══ Data for review ══
#[cfg(test)]
mod tests {
    use super::*;
    use serde_json::json;
    use std::sync::Mutex;

    fn recording(entity: &mut Entity) -> Arc<Mutex<Vec<String>>> {
        let flushes: Arc<Mutex<Vec<String>>> = Arc::new(Mutex::new(vec![]));
        let flushes_clone = flushes.clone();
        entity.set_flush_hook(Some(Arc::new(move |e: &Entity| {
            flushes_clone.lock().unwrap().push(e.id().to_string());
        })));
        flushes
    }

    #[test]
    fn toggle_scenario() {
        let mut switch = Entity::switch(EntityId::channel(0), Namespace::ToggleX);
        let flushes = recording(&mut switch);
        assert!(!switch.available());

        assert!(switch.parse(Namespace::ToggleX, &json!({"channel": 0, "onoff": 1})).unwrap());
        assert!(switch.available());
        assert_eq!(switch.is_on(), Some(true));
        assert_eq!(flushes.lock().unwrap().len(), 1);

        assert!(!switch.parse(Namespace::ToggleX, &json!({"channel": 0, "onoff": 1})).unwrap());
        assert_eq!(flushes.lock().unwrap().len(), 1);

        assert!(switch.parse(Namespace::ToggleX, &json!({"channel": 0, "onoff": 0})).unwrap());
        assert_eq!(switch.is_on(), Some(false));
        assert_eq!(flushes.lock().unwrap().len(), 2);
    }

    #[test]
    fn flush_only_when_value_differs() {
        let mut sensor = Entity::sensor(EntityId::key("power"), 1.0);
        let flushes = recording(&mut sensor);
        let values = [3.0, 3.0, 4.0, 4.0, 4.0, 3.0];
        let expected = [true, false, true, false, false, true];
        for (v, want) in values.iter().zip(expected) {
            assert_eq!(sensor.update_device_value(*v), want);
        }
        assert_eq!(flushes.lock().unwrap().len(), 3);
    }

    #[test]
    fn extra_attributes_take_part_in_equality() {
        let mut sensor = Entity::sensor(EntityId::with_key(0, "sensor_presence"), 1.0);
        let flushes = recording(&mut sensor);
        let attrs = |d: i64| json!({"distance": d}).as_object().unwrap().clone();

        assert!(sensor.update_device_value_with_attributes(2.0, attrs(760)));
        assert!(!sensor.update_device_value_with_attributes(2.0, attrs(760)));
        assert!(sensor.update_device_value_with_attributes(2.0, attrs(800)));
        assert_eq!(flushes.lock().unwrap().len(), 2);
        assert_eq!(sensor.extra_attributes()["distance"], 800);
    }

    #[test]
    fn unavailable_is_edge_triggered() {
        let mut switch = Entity::switch(EntityId::channel(1), Namespace::ToggleX);
        let flushes = recording(&mut switch);
        switch.update_onoff(true);
        assert!(switch.set_unavailable());
        assert!(!switch.set_unavailable());
        assert_eq!(switch.is_on(), None);
        assert_eq!(flushes.lock().unwrap().len(), 2);
    }

    #[test]
    fn unavailable_clears_numeric_cache() {
        let mut sensor = Entity::sensor(EntityId::key("temperature"), 10.0);
        sensor.update_device_value(42.0);
        assert_eq!(sensor.native_value(), Some(4.2));

        let flushes = recording(&mut sensor);
        sensor.set_unavailable();
        assert_eq!(sensor.device_value(), None);
        assert_eq!(sensor.native_value(), None);
        assert_eq!(flushes.lock().unwrap().len(), 1);
    }

    #[test]
    fn scale_relation_holds() {
        let mut sensor = Entity::sensor(EntityId::key("humidity"), 10.0);
        for v in [596.0, 0.0, -15.0, 1000.0] {
            sensor.update_device_value(v);
            assert_eq!(sensor.native_value(), Some(v / 10.0));
        }
        sensor.update_native_value(21.5);
        assert_eq!(sensor.device_value(), Some(215.0));
    }

    #[test]
    fn mode_maps_to_preset() {
        let presets = PresetMap(&[(0, "custom"), (1, "comfort")]);
        let mut climate = Entity::climate(EntityId::channel(0), presets);
        climate.update_mode(1);
        assert_eq!(climate.preset(), Some("comfort"));
        climate.update_mode(9);
        assert_eq!(climate.mode(), Some(9));
        assert_eq!(climate.preset(), None);
    }

    #[test]
    fn thermostat_item_flushes_once() {
        let mut climate = Entity::climate(EntityId::channel(0), MTS200_PRESETS);
        let flushes = recording(&mut climate);
        let item = json!({
            "channel": 0, "onoff": 1, "mode": 2, "state": 1,
            "currentTemp": 195, "targetTemp": 210, "min": 50, "max": 350
        });
        assert!(climate.parse(Namespace::ThermostatMode, &item).unwrap());
        assert_eq!(flushes.lock().unwrap().len(), 1);
        assert_eq!(climate.preset(), Some(PRESET_AWAY));
        let state = climate.climate_state().unwrap();
        assert_eq!(state.target_temperature, Some(21.0));
        assert_eq!(state.heating, Some(true));
        assert_eq!(state.min_temperature, Some(5.0));
        assert_eq!(state.max_temperature, Some(35.0));
        assert!(climate.extra_attributes().get("max").is_none());

        assert!(!climate.parse(Namespace::ThermostatMode, &item).unwrap());
        assert_eq!(flushes.lock().unwrap().len(), 1);
    }

    #[test]
    fn malformed_item_is_an_error() {
        let mut switch = Entity::switch(EntityId::channel(0), Namespace::ToggleX);
        let err = switch.parse(Namespace::ToggleX, &json!({"channel": 0})).unwrap_err();
        assert!(matches!(err, Error::Payload { .. }));
        assert!(!switch.available());
    }

    #[test]
    fn diffuser_light_effect_from_mode() {
        let mut light = Entity::diffuser_light(EntityId::channel(0));
        let item = json!({"channel": 0, "onoff": 1, "mode": 0, "luminance": 100, "rgb": 4129023});
        assert!(light.parse(Namespace::DiffuserLight, &item).unwrap());
        assert_eq!(light.light_state().unwrap().effect, Some("Rainbow"));
        assert_eq!(light.light_state().unwrap().rgb, Some(4129023));

        light.parse(Namespace::DiffuserLight, &json!({"channel": 0, "mode": 1})).unwrap();
        assert_eq!(light.light_state().unwrap().effect, None);
    }

    #[test]
    fn spray_mode_becomes_option() {
        let mut spray = Entity::diffuser_spray(EntityId::channel(0));
        spray.parse(Namespace::DiffuserSpray, &json!({"channel": 0, "mode": 2})).unwrap();
        assert_eq!(spray.state(), Some(SPRAY_OPTION_OFF));
        assert!(spray.parse(Namespace::DiffuserSpray, &json!({"channel": 0, "mode": 42})).is_err());
        assert_eq!(spray.state(), Some(SPRAY_OPTION_OFF));
    }

    #[test]
    fn unknown_diffuser_mode_keeps_the_rest_of_the_item() {
        let mut light = Entity::diffuser_light(EntityId::channel(0));
        light
            .parse(Namespace::DiffuserLight, &json!({"channel": 0, "onoff": 0, "mode": 0, "luminance": 10}))
            .unwrap();
        let flushes = recording(&mut light);

        let item = json!({"channel": 0, "onoff": 1, "mode": 7, "luminance": 90});
        let err = light.parse(Namespace::DiffuserLight, &item).unwrap_err();
        assert!(matches!(err, Error::Payload { .. }));
        assert_eq!(light.is_on(), Some(true));
        let state = light.light_state().unwrap();
        assert_eq!(state.luminance, Some(90));
        assert_eq!(state.effect, None);
        assert_eq!(flushes.lock().unwrap().len(), 1);

        let negative = json!({"channel": 0, "onoff": 1, "mode": -1, "luminance": 90});
        assert!(light.parse(Namespace::DiffuserLight, &negative).is_err());
        assert_eq!(flushes.lock().unwrap().len(), 1);
    }

    #[test]
    fn updates_without_a_matching_component_are_ignored() {
        let mut sensor = Entity::sensor(EntityId::key("power"), 1.0);
        let flushes = recording(&mut sensor);
        assert!(!sensor.update_onoff(true));
        assert!(!sensor.update_mode(1));
        assert!(!sensor.update_extra_attributes(Map::new()));
        assert!(!sensor.available());

        let mut switch = Entity::switch(EntityId::channel(0), Namespace::ToggleX);
        let switch_flushes = recording(&mut switch);
        assert!(!switch.update_device_value(3.0));
        assert!(!switch.update_mode(1));
        assert!(!switch.update_device_value_with_attributes(3.0, Map::new()));
        assert!(!switch.available());

        assert!(flushes.lock().unwrap().is_empty());
        assert!(switch_flushes.lock().unwrap().is_empty());
    }

    #[test]
    fn thermostat_sensor_skips_items_without_temperature() {
        let mut sensor = Entity::sensor(EntityId::with_key(0, "temperature"), MTS_TEMP_SCALE);
        let flushes = recording(&mut sensor);
        let item = json!({"channel": 0, "onoff": 1, "mode": 0});
        assert!(!sensor.parse(Namespace::ThermostatMode, &item).unwrap());
        assert!(!sensor.available());
        assert!(flushes.lock().unwrap().is_empty());
    }

    #[test]
    fn climate_of_kind_uses_thermostat_presets() {
        let mut climate =
            Entity::of_kind(EntityKind::Climate, EntityId::channel(0), Namespace::ThermostatMode);
        climate.update_mode(2);
        assert_eq!(climate.preset(), Some(PRESET_AWAY));
        assert_eq!(climate.presets(), Some(THERMOSTAT_MODE_PRESETS));
    }

    #[test]
    fn mp3_item_reconciles_player() {
        let mut player = Entity::media_player(EntityId::with_key(0, "mp3"));
        let flushes = recording(&mut player);
        let item = json!({"channel": 0, "lmTime": 1630691532, "song": 9, "mute": 0, "volume": 8});
        assert!(player.parse(Namespace::Mp3, &item).unwrap());
        let mp3 = player.mp3_state().unwrap();
        assert_eq!(mp3.track, Some(9));
        assert_eq!(mp3.title, Some("White Noise"));
        assert_eq!(mp3.volume, Some(0.5));
        assert_eq!(mp3.muted, Some(false));
        assert_eq!(player.state(), Some(MEDIA_STATE_PLAYING));
        assert_eq!(flushes.lock().unwrap().len(), 1);

        assert!(!player.parse(Namespace::Mp3, &item).unwrap());
        assert!(player.parse(Namespace::Mp3, &json!({"channel": 0, "mute": 1})).unwrap());
        assert_eq!(player.state(), Some(MEDIA_STATE_IDLE));
        assert_eq!(player.mp3_state().unwrap().track, Some(9));
        assert_eq!(flushes.lock().unwrap().len(), 2);
    }

    #[test]
    fn state_sensor_tracks_state_and_attributes() {
        let mut sensor = Entity::state_sensor(EntityId::with_key(0, "mode_state"));
        let attrs = json!({"preset": "comfort"}).as_object().unwrap().clone();
        assert!(sensor.update_state_with_attributes(MODE_STATE_HEATING, attrs.clone()));
        assert!(!sensor.update_state_with_attributes(MODE_STATE_HEATING, attrs));
        assert_eq!(sensor.state(), Some(MODE_STATE_HEATING));
        assert_eq!(sensor.extra_attributes()["preset"], "comfort");
    }
}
═══
→ **Work to complete**
Out of the records above, pick each line that contains the string "volume".

→ **Solution**
        let item = json!({"channel": 0, "lmTime": 1630691532, "song": 9, "mute": 0, "volume": 8});
        assert_eq!(mp3.volume, Some(0.5));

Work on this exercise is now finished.